Quando eu era pequenina (sim, é verdade, também usava fitas e laços…) não havia tantos dias festivos ou festivaleiros, era-se mais pródigo e comedido nas celebrações, havia uma certa contenção nos gastos, pelo que consumismo era uma palavra que não fazia parte do nosso léxico. Também não havia umas siglas modernas, confusas, perturbadoras e desencadeadoras de intranquilidade. Não as vou citar para não ferir susceptibilidades.
As coisas eram como eram, nem melhores, nem piores, mas sim como
as circunstâncias sociais, económicas, culturais e políticas o permitiam e o
bom senso familiar estipulava.
Todos trabalhavam muito, e feitas bem as contas sobrava pouco
dinheiro para os gastos necessários (os supérfluos não existiam, nem faziam
falta). Também não havia problema, pois o tempo livre e as alienantes
solicitações ainda não tinham sido inventados, as publicidades, as vertigens
comerciais que impelem a seduções de compras e de gastos sem freio.
Vivia-se ao ritmo natural do tempo e dos tempos, sem stress, sem ansiedades, sem angústias existenciais.
Comia-se o estritamente necessário, pelo que também não havia problemas de
obesidade em qualquer idade, tudo era bonomia e uma alegre caminhada.
Recordo a minha infância como um tranquilo e colorido estado
da minha vida. Uma família feliz, contente e serena, com doenças e contenções,
mas sempre em harmonia e na procura do salutar equilíbrio afectivo, numa
diligente vontade de desencadear o bem em tudo e em todos. Os problemas resolviam-se,
as doenças lá se iam curando e a vida fluía como um rio de paz.
Também não havia conflitos de gerações, nem problemas de
aprendizagem, nem híper actividade, os alunos só estudavam se queriam fazer um
curso, caso contrário o ofício esperava por eles. Não havia crises, nem de
adolescência, nem de meia-idade, nem de coisa alguma, creio mesmo que nunca
ouvi esta palavra…
Falava-se duma guerra lá muito longe, no Ultramar, e constava
que havia umas prisões tão más, que o melhor era nem falar disso, até porque
muito pouco ou nada se sabia…
Éramos muito ecológicos e avançados, só cozinhávamos o
estritamente necessário, aproveitávamos tudo, não se deitava nada fora.
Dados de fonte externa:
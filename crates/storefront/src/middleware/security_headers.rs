//! Security headers middleware for the JSON API.
//!
//! The storefront serves no documents, so the policy denies everything a
//! browser could render or embed.

use axum::{
    extract::Request,
    http::{
        HeaderName, HeaderValue,
        header::{
            CACHE_CONTROL, CONTENT_SECURITY_POLICY, REFERRER_POLICY, X_CONTENT_TYPE_OPTIONS,
            X_FRAME_OPTIONS,
        },
    },
    middleware::Next,
    response::Response,
};

/// Add security headers to all responses.
///
/// Headers applied:
/// - `X-Frame-Options: DENY`
/// - `X-Content-Type-Options: nosniff`
/// - `Referrer-Policy: no-referrer`
/// - `Content-Security-Policy: default-src 'none'; frame-ancestors 'none'`
/// - `Permissions-Policy` denying sensor, camera and payment APIs
/// - `Cache-Control: no-store` unless the handler set its own
pub async fn security_headers_middleware(request: Request, next: Next) -> Response {
    let mut response = next.run(request).await;
    let headers = response.headers_mut();

    headers.insert(X_FRAME_OPTIONS, HeaderValue::from_static("DENY"));
    headers.insert(X_CONTENT_TYPE_OPTIONS, HeaderValue::from_static("nosniff"));
    headers.insert(REFERRER_POLICY, HeaderValue::from_static("no-referrer"));
    headers.insert(
        CONTENT_SECURITY_POLICY,
        HeaderValue::from_static("default-src 'none'; frame-ancestors 'none'"),
    );
    headers.insert(
        HeaderName::from_static("permissions-policy"),
        HeaderValue::from_static(
            "accelerometer=(), camera=(), geolocation=(), gyroscope=(), \
             magnetometer=(), microphone=(), payment=(), usb=()",
        ),
    );

    // Carts, orders and profiles are per-user
    if !headers.contains_key(CACHE_CONTROL) {
        headers.insert(CACHE_CONTROL, HeaderValue::from_static("no-store"));
    }

    response
}

#[cfg(test)]
#[allow(clippy::unwrap_used)]
mod tests {
    use axum::{Router, body::Body, http::StatusCode, middleware, routing::get};
    use tower::ServiceExt;

    use super::*;

    #[tokio::test]
    async fn test_headers_applied() {
        let app = Router::new()
            .route("/", get(|| async { StatusCode::OK }))
            .layer(middleware::from_fn(security_headers_middleware));

        let response = app
            .oneshot(Request::builder().uri("/").body(Body::empty()).unwrap())
            .await
            .unwrap();

        let headers = response.headers();
        assert_eq!(headers[X_FRAME_OPTIONS], "DENY");
        assert_eq!(headers[X_CONTENT_TYPE_OPTIONS], "nosniff");
        assert_eq!(headers[CACHE_CONTROL], "no-store");
    }

    #[tokio::test]
    async fn test_handler_cache_control_kept() {
        let app = Router::new()
            .route(
                "/",
                get(|| async { ([(CACHE_CONTROL, "public, max-age=60")], "ok") }),
            )
            .layer(middleware::from_fn(security_headers_middleware));

        let response = app
            .oneshot(Request::builder().uri("/").body(Body::empty()).unwrap())
            .await
            .unwrap();

        assert_eq!(response.headers()[CACHE_CONTROL], "public, max-age=60");
    }
}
Poupar
e não estragar eram as palavras de ordem em qualquer casa portuguesa, e como a
necessidade aguça o engenho, ideias não faltavam…
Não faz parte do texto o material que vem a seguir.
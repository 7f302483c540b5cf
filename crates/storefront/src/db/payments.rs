//! Payment intent queries for [`PgStore`].

use async_trait::async_trait;
use chrono::{DateTime, Utc};
use rust_decimal::Decimal;
use uuid::Uuid;

use amyfairy_core::{CurrencyCode, OrderId, PaymentIntentId, PaymentIntentStatus};

use super::{PaymentRepository, PgStore, RepositoryError};
use crate::models::{NewPaymentIntent, PaymentIntent, PaymentOutcome, Settlement};

macro_rules! intent_columns {
    () => {
        "id, order_id, transaction_id, gateway_payment_id, amount, currency, status, \
         idempotency_key, created_at, updated_at"
    };
}

#[derive(Debug, sqlx::FromRow)]
struct PaymentIntentRow {
    id: PaymentIntentId,
    order_id: OrderId,
    transaction_id: String,
    gateway_payment_id: Option<String>,
    amount: Decimal,
    currency: String,
    status: PaymentIntentStatus,
    idempotency_key: Uuid,
    created_at: DateTime<Utc>,
    updated_at: DateTime<Utc>,
}

impl TryFrom<PaymentIntentRow> for PaymentIntent {
    type Error = RepositoryError;

    fn try_from(row: PaymentIntentRow) -> Result<Self, Self::Error> {
        let currency = row.currency.parse::<CurrencyCode>().map_err(|e| {
            RepositoryError::DataCorruption(format!("invalid currency in database: {e}"))
        })?;

        Ok(Self {
            id: row.id,
            order_id: row.order_id,
            transaction_id: row.transaction_id,
            gateway_payment_id: row.gateway_payment_id,
            amount: row.amount,
            currency,
            status: row.status,
            idempotency_key: row.idempotency_key,
            created_at: row.created_at,
            updated_at: row.updated_at,
        })
    }
}

#[async_trait]
impl PaymentRepository for PgStore {
    async fn insert_payment_intent(
        &self,
        intent: &NewPaymentIntent,
    ) -> Result<PaymentIntent, RepositoryError> {
        let row = sqlx::query_as::<_, PaymentIntentRow>(concat!(
            "INSERT INTO payment_intents (order_id, transaction_id, amount, currency, \
             idempotency_key) VALUES ($1, $2, $3, $4, $5) RETURNING ",
            intent_columns!()
        ))
        .bind(intent.order_id)
        .bind(&intent.transaction_id)
        .bind(intent.amount)
        .bind(intent.currency.code())
        .bind(intent.idempotency_key)
        .fetch_one(&self.pool)
        .await
        .map_err(|e| RepositoryError::from_unique(e, "payment intent already exists"))?;

        row.try_into()
    }

    async fn open_payment_intent(
        &self,
        order_id: OrderId,
    ) -> Result<Option<PaymentIntent>, RepositoryError> {
        let row = sqlx::query_as::<_, PaymentIntentRow>(concat!(
            "SELECT ",
            intent_columns!(),
            " FROM payment_intents WHERE order_id = $1 AND status = 'created'"
        ))
        .bind(order_id)
        .fetch_optional(&self.pool)
        .await?;

        row.map(PaymentIntent::try_from).transpose()
    }

    async fn payment_intent_by_transaction(
        &self,
        transaction_id: &str,
    ) -> Result<Option<PaymentIntent>, RepositoryError> {
        let row = sqlx::query_as::<_, PaymentIntentRow>(concat!(
            "SELECT ",
            intent_columns!(),
            " FROM payment_intents WHERE transaction_id = $1"
        ))
        .bind(transaction_id)
        .fetch_optional(&self.pool)
        .await?;

        row.map(PaymentIntent::try_from).transpose()
    }

    async fn settle_payment_intent(
        &self,
        transaction_id: &str,
        outcome: &PaymentOutcome,
    ) -> Result<Settlement, RepositoryError> {
        let mut tx = self.pool.begin().await?;

        // Zero rows means another delivery already settled it.
        let settled = sqlx::query_as::<_, PaymentIntentRow>(concat!(
            "UPDATE payment_intents SET status = $2, gateway_payment_id = $3, updated_at = now() \
             WHERE transaction_id = $1 AND status = 'created' RETURNING ",
            intent_columns!()
        ))
        .bind(transaction_id)
        .bind(outcome.status)
        .bind(&outcome.gateway_payment_id)
        .fetch_optional(&mut *tx)
        .await?;

        let Some(row) = settled else {
            tx.rollback().await?;
            return match self.payment_intent_by_transaction(transaction_id).await? {
                Some(intent) => Ok(Settlement::AlreadySettled(intent)),
                None => Err(RepositoryError::NotFound),
            };
        };

        if outcome.status == PaymentIntentStatus::Confirmed {
            sqlx::query(
                "UPDATE orders SET payment_confirmed = TRUE, paid_at = now(), updated_at = now() \
                 WHERE id = $1",
            )
            .bind(row.order_id)
            .execute(&mut *tx)
            .await?;
        }

        tx.commit().await?;
        Ok(Settlement::Applied(row.try_into()?))
    }
}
Dias da criança, dos avós, dos namorados, sei lá que mais,
ainda não tinham sido inventados. Só o dia da mãe, nessa altura celebrado a 8
de Dezembro, Solenidade da Imaculada Conceição. Como em qualquer outro dia festivo
vestíamos a roupinha de “ver a Deus”, as refeições eram mais longas e a ementa
também marcava a diferença. Conversávamos todos muito à mesa e para mim eram
dias em que podia disfrutar da presença total dos meus pais, pois o seu afecto
não era interrompido por nenhum afazer laboral, era dia de descanso…
Prendas? Nem pensar! Um beijinho mais repenicado na bochecha
da mãe, umas flores colhidas no quintal em volta da casa e uma alegre canção
que eu trauteava, enquanto saltitava ao pé-coxinho: “Mãe há só uma, a minha a
mais nenhuma”.
Lições de vida sem filosofias, manuais de pedagogia ou
conselhos de psicologia, todos sabíamos que o ser se sobrepunha ao ter, e o ser
feliz e amar os outros pode excluir grandes despesas, caros presentes, ou
outros excessos consumistas. O que interessava era a pessoa em si e não o que ela
possuía, os valores afectivos sobrepunham-se aos valores económicos…
Vendo bem, isto não foi no tempo da pedra lascada, mas
simplesmente há um escasso, mas vertiginoso, meio século. Será que hoje os
avós, os pais, as mães e as crianças são mais felizes?
Meus queridos filhos e netos podem vir visitar-me sempre, todos os dias, sem presentes, porque a vossa companhia é que é algo de transcendente e, por favor, nesses momentos desliguem-se das redes sociais e conectem-se simplesmente com a nossa relação familiar.